//! Configuration for the stock data provider

use crate::error::{Result, StockError};
use std::path::PathBuf;
use std::time::Duration;

/// Default Alpha Vantage query endpoint
pub const ALPHA_VANTAGE_BASE_URL: &str = "https://www.alphavantage.co/query";

/// Configuration for the stock data provider.
///
/// Built once by the caller and handed to the provider; nothing below the
/// provider reads the environment.
#[derive(Debug, Clone)]
pub struct StockConfig {
    /// Alpha Vantage API key. Without one the primary source is skipped.
    pub alpha_vantage_api_key: Option<String>,

    /// How long a cache entry stays fresh after it was written
    pub cache_duration: Duration,

    /// Directory holding one JSON file per ticker
    pub cache_dir: PathBuf,

    /// Upper bound for each remote call
    pub request_timeout: Duration,

    /// Alpha Vantage requests allowed per minute
    pub alpha_vantage_rate_limit: u32,

    /// Lookback window for the secondary source, in days
    pub history_lookback_days: u32,

    /// Alpha Vantage query endpoint
    pub alpha_vantage_base_url: String,
}

impl Default for StockConfig {
    fn default() -> Self {
        Self {
            alpha_vantage_api_key: None,
            cache_duration: Duration::from_secs(3600),   // 1 hour
            cache_dir: PathBuf::from("./data/cache"),
            request_timeout: Duration::from_secs(30),
            alpha_vantage_rate_limit: 5,                 // free tier
            history_lookback_days: 730,                  // 2 years
            alpha_vantage_base_url: ALPHA_VANTAGE_BASE_URL.to_string(),
        }
    }
}

impl StockConfig {
    /// Create a new configuration builder
    pub fn builder() -> StockConfigBuilder {
        StockConfigBuilder::default()
    }

    /// Defaults overlaid with `ALPHA_VANTAGE_API_KEY`, `CACHE_DURATION`
    /// (seconds) and `CACHE_DIRECTORY`.
    pub fn from_env() -> Result<Self> {
        Self::builder().with_env()?.build()
    }

    /// Validate the configuration
    pub fn validate(&self) -> Result<()> {
        if self.alpha_vantage_rate_limit == 0 {
            return Err(StockError::ConfigError(
                "alpha_vantage_rate_limit must be greater than 0".to_string(),
            ));
        }

        if self.history_lookback_days == 0 {
            return Err(StockError::ConfigError(
                "history_lookback_days must be greater than 0".to_string(),
            ));
        }

        if self.request_timeout.is_zero() {
            return Err(StockError::ConfigError(
                "request_timeout must be non-zero".to_string(),
            ));
        }

        if self.cache_dir.as_os_str().is_empty() {
            return Err(StockError::ConfigError(
                "cache_dir must not be empty".to_string(),
            ));
        }

        Ok(())
    }

    /// The API key, if one is set and non-blank.
    pub fn api_key(&self) -> Option<&str> {
        self.alpha_vantage_api_key
            .as_deref()
            .map(str::trim)
            .filter(|k| !k.is_empty())
    }
}

/// Builder for StockConfig
#[derive(Debug, Default)]
pub struct StockConfigBuilder {
    alpha_vantage_api_key: Option<String>,
    cache_duration: Option<Duration>,
    cache_dir: Option<PathBuf>,
    request_timeout: Option<Duration>,
    alpha_vantage_rate_limit: Option<u32>,
    history_lookback_days: Option<u32>,
    alpha_vantage_base_url: Option<String>,
}

impl StockConfigBuilder {
    /// Set Alpha Vantage API key
    pub fn alpha_vantage_api_key(mut self, key: impl Into<String>) -> Self {
        self.alpha_vantage_api_key = Some(key.into());
        self
    }

    /// Set cache freshness window
    pub fn cache_duration(mut self, duration: Duration) -> Self {
        self.cache_duration = Some(duration);
        self
    }

    /// Set cache directory
    pub fn cache_dir(mut self, dir: impl Into<PathBuf>) -> Self {
        self.cache_dir = Some(dir.into());
        self
    }

    /// Set request timeout
    pub fn request_timeout(mut self, duration: Duration) -> Self {
        self.request_timeout = Some(duration);
        self
    }

    /// Set Alpha Vantage requests per minute
    pub fn alpha_vantage_rate_limit(mut self, per_minute: u32) -> Self {
        self.alpha_vantage_rate_limit = Some(per_minute);
        self
    }

    /// Set secondary source lookback in days
    pub fn history_lookback_days(mut self, days: u32) -> Self {
        self.history_lookback_days = Some(days);
        self
    }

    /// Point the primary source at a different endpoint
    pub fn alpha_vantage_base_url(mut self, url: impl Into<String>) -> Self {
        self.alpha_vantage_base_url = Some(url.into());
        self
    }

    /// Fill unset fields from the process environment.
    pub fn with_env(self) -> Result<Self> {
        self.with_vars(|name| std::env::var(name).ok())
    }

    fn with_vars(mut self, var: impl Fn(&str) -> Option<String>) -> Result<Self> {
        if self.alpha_vantage_api_key.is_none() {
            self.alpha_vantage_api_key = var("ALPHA_VANTAGE_API_KEY");
        }

        if self.cache_duration.is_none() {
            if let Some(raw) = var("CACHE_DURATION") {
                let secs: u64 = raw.trim().parse().map_err(|_| {
                    StockError::ConfigError(format!(
                        "CACHE_DURATION must be a whole number of seconds, got {raw:?}"
                    ))
                })?;
                self.cache_duration = Some(Duration::from_secs(secs));
            }
        }

        if self.cache_dir.is_none() {
            self.cache_dir = var("CACHE_DIRECTORY")
                .filter(|d| !d.trim().is_empty())
                .map(PathBuf::from);
        }

        Ok(self)
    }

    /// Build the configuration
    pub fn build(self) -> Result<StockConfig> {
        let defaults = StockConfig::default();

        let config = StockConfig {
            alpha_vantage_api_key: self.alpha_vantage_api_key,
            cache_duration: self.cache_duration.unwrap_or(defaults.cache_duration),
            cache_dir: self.cache_dir.unwrap_or(defaults.cache_dir),
            request_timeout: self.request_timeout.unwrap_or(defaults.request_timeout),
            alpha_vantage_rate_limit: self
                .alpha_vantage_rate_limit
                .unwrap_or(defaults.alpha_vantage_rate_limit),
            history_lookback_days: self
                .history_lookback_days
                .unwrap_or(defaults.history_lookback_days),
            alpha_vantage_base_url: self
                .alpha_vantage_base_url
                .unwrap_or(defaults.alpha_vantage_base_url),
        };

        config.validate()?;
        Ok(config)
    }
}

#[cfg(test)]
mod tests {
    use super::*;
    use std::collections::HashMap;

    fn vars(pairs: &[(&str, &str)]) -> impl Fn(&str) -> Option<String> {
        let map: HashMap<String, String> = pairs
            .iter()
            .map(|(k, v)| ((*k).to_string(), (*v).to_string()))
            .collect();
        move |name| map.get(name).cloned()
    }

    #[test]
    fn test_default_config() {
        let config = StockConfig::default();
        assert_eq!(config.cache_duration, Duration::from_secs(3600));
        assert_eq!(config.cache_dir, PathBuf::from("./data/cache"));
        assert_eq!(config.history_lookback_days, 730);
        assert!(config.api_key().is_none());
        assert!(config.validate().is_ok());
    }

    #[test]
    fn test_config_builder() {
        let config = StockConfig::builder()
            .alpha_vantage_api_key("demo")
            .cache_duration(Duration::from_secs(60))
            .request_timeout(Duration::from_secs(5))
            .build()
            .unwrap();

        assert_eq!(config.api_key(), Some("demo"));
        assert_eq!(config.cache_duration, Duration::from_secs(60));
        assert_eq!(config.request_timeout, Duration::from_secs(5));
    }

    #[test]
    fn test_blank_api_key_counts_as_missing() {
        let config = StockConfig::builder()
            .alpha_vantage_api_key("   ")
            .build()
            .unwrap();
        assert!(config.api_key().is_none());
    }

    #[test]
    fn test_validation_rejects_zero_rate_limit() {
        let config = StockConfig {
            alpha_vantage_rate_limit: 0,
            ..Default::default()
        };
        assert!(config.validate().is_err());
    }

    #[test]
    fn test_env_overlay() {
        let config = StockConfig::builder()
            .with_vars(vars(&[
                ("ALPHA_VANTAGE_API_KEY", "abc"),
                ("CACHE_DURATION", "120"),
                ("CACHE_DIRECTORY", "/tmp/stock-cache"),
            ]))
            .unwrap()
            .build()
            .unwrap();

        assert_eq!(config.api_key(), Some("abc"));
        assert_eq!(config.cache_duration, Duration::from_secs(120));
        assert_eq!(config.cache_dir, PathBuf::from("/tmp/stock-cache"));
    }

    #[test]
    fn test_explicit_values_beat_env() {
        let config = StockConfig::builder()
            .cache_duration(Duration::from_secs(10))
            .with_vars(vars(&[("CACHE_DURATION", "120")]))
            .unwrap()
            .build()
            .unwrap();

        assert_eq!(config.cache_duration, Duration::from_secs(10));
    }

    #[test]
    fn test_env_rejects_bad_duration() {
        let result = StockConfig::builder().with_vars(vars(&[("CACHE_DURATION", "1h")]));
        assert!(matches!(result, Err(StockError::ConfigError(_))));
    }
}
//! Disk cache for stock records
//!
//! Layout: `{cache_dir}/{ticker}_data.json`, one JSON document per ticker.
//! Each document carries the time it was written; freshness is measured
//! from that timestamp rather than from file mtime, so copying or restoring
//! the directory does not revive stale data.

use std::io::ErrorKind;
use std::path::{Path, PathBuf};
use std::time::Duration;

use chrono::{DateTime, Utc};
use serde::{Deserialize, Serialize};
use tokio::fs;
use uuid::Uuid;

use crate::error::CacheError;
use crate::model::{StockRecord, TickerSymbol};

const FILE_SUFFIX: &str = "_data.json";

/// On-disk cache document
#[derive(Debug, Clone, PartialEq, Serialize, Deserialize)]
pub struct CacheEntry {
    pub stored_at: DateTime<Utc>,
    pub record: StockRecord,
}

impl CacheEntry {
    /// Whether the entry is younger than `ttl` at `now`.
    pub fn is_fresh(&self, ttl: Duration, now: DateTime<Utc>) -> bool {
        match (now - self.stored_at).to_std() {
            Ok(age) => age < ttl,
            // stored_at is in the future: clock moved backwards
            Err(_) => true,
        }
    }
}

/// File-per-ticker cache with a fixed freshness window
#[derive(Debug, Clone)]
pub struct StockCache {
    dir: PathBuf,
    ttl: Duration,
}

impl StockCache {
    /// Create a cache rooted at `dir`. Nothing touches the filesystem until
    /// the first read or write.
    pub fn new(dir: impl Into<PathBuf>, ttl: Duration) -> Self {
        Self {
            dir: dir.into(),
            ttl,
        }
    }

    pub fn dir(&self) -> &Path {
        &self.dir
    }

    pub fn ttl(&self) -> Duration {
        self.ttl
    }

    /// Path of the cache file for a ticker
    pub fn path_for(&self, ticker: &TickerSymbol) -> PathBuf {
        self.dir.join(format!("{}{FILE_SUFFIX}", ticker.cache_key()))
    }

    /// Read the entry for `ticker`, whatever its age.
    ///
    /// Returns `Ok(None)` when no file exists.
    pub async fn load(&self, ticker: &TickerSymbol) -> Result<Option<CacheEntry>, CacheError> {
        let path = self.path_for(ticker);
        let raw = match fs::read(&path).await {
            Ok(raw) => raw,
            Err(e) if e.kind() == ErrorKind::NotFound => return Ok(None),
            Err(source) => return Err(CacheError::Io { path, source }),
        };

        let entry: CacheEntry = serde_json::from_slice(&raw)?;
        Ok(Some(entry))
    }

    /// Read the record for `ticker` if it is still fresh at `now`.
    pub async fn load_fresh(
        &self,
        ticker: &TickerSymbol,
        now: DateTime<Utc>,
    ) -> Result<Option<StockRecord>, CacheError> {
        Ok(self
            .load(ticker)
            .await?
            .filter(|entry| entry.is_fresh(self.ttl, now))
            .map(|entry| entry.record))
    }

    /// Persist a record, stamped with `now`.
    ///
    /// The document is written to a uniquely named temp file and renamed
    /// over the target, so concurrent readers see either the old or the new
    /// entry and concurrent writers resolve last-writer-wins.
    pub async fn store(
        &self,
        record: &StockRecord,
        now: DateTime<Utc>,
    ) -> Result<PathBuf, CacheError> {
        fs::create_dir_all(&self.dir)
            .await
            .map_err(|source| CacheError::Io {
                path: self.dir.clone(),
                source,
            })?;

        let entry = CacheEntry {
            stored_at: now,
            record: record.clone(),
        };
        let body = serde_json::to_vec(&entry)?;

        let path = self.path_for(&record.ticker);
        let tmp_path = path.with_extension(format!("json.{}.tmp", Uuid::new_v4()));

        fs::write(&tmp_path, &body)
            .await
            .map_err(|source| CacheError::Io {
                path: tmp_path.clone(),
                source,
            })?;

        if let Err(source) = fs::rename(&tmp_path, &path).await {
            let _ = fs::remove_file(&tmp_path).await;
            return Err(CacheError::Io { path, source });
        }

        Ok(path)
    }

    /// Remove the entry for `ticker`. Returns whether a file was removed.
    pub async fn invalidate(&self, ticker: &TickerSymbol) -> Result<bool, CacheError> {
        let path = self.path_for(ticker);
        match fs::remove_file(&path).await {
            Ok(()) => Ok(true),
            Err(e) if e.kind() == ErrorKind::NotFound => Ok(false),
            Err(source) => Err(CacheError::Io { path, source }),
        }
    }

    /// Remove every cache entry (and leftover temp files). Other files in
    /// the directory are left alone. Returns the number of entries removed.
    pub async fn clear(&self) -> Result<usize, CacheError> {
        let mut dir = match fs::read_dir(&self.dir).await {
            Ok(dir) => dir,
            Err(e) if e.kind() == ErrorKind::NotFound => return Ok(0),
            Err(source) => {
                return Err(CacheError::Io {
                    path: self.dir.clone(),
                    source,
                });
            }
        };

        let mut removed = 0;
        loop {
            let entry = match dir.next_entry().await {
                Ok(Some(entry)) => entry,
                Ok(None) => break,
                Err(source) => {
                    return Err(CacheError::Io {
                        path: self.dir.clone(),
                        source,
                    });
                }
            };

            let name = entry.file_name();
            let Some(name) = name.to_str() else { continue };
            let is_entry = name.ends_with(FILE_SUFFIX);
            let is_leftover = name.contains(FILE_SUFFIX) && name.ends_with(".tmp");
            if !is_entry && !is_leftover {
                continue;
            }

            let path = entry.path();
            fs::remove_file(&path)
                .await
                .map_err(|source| CacheError::Io { path, source })?;
            if is_entry {
                removed += 1;
            }
        }

        Ok(removed)
    }
}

__TASK TO CARRY OUT__.
Show all lines above holding "secondary".

__EXERCISE ANSWER__.
    /// Lookback window for the secondary source, in days
    /// Set secondary source lookback in days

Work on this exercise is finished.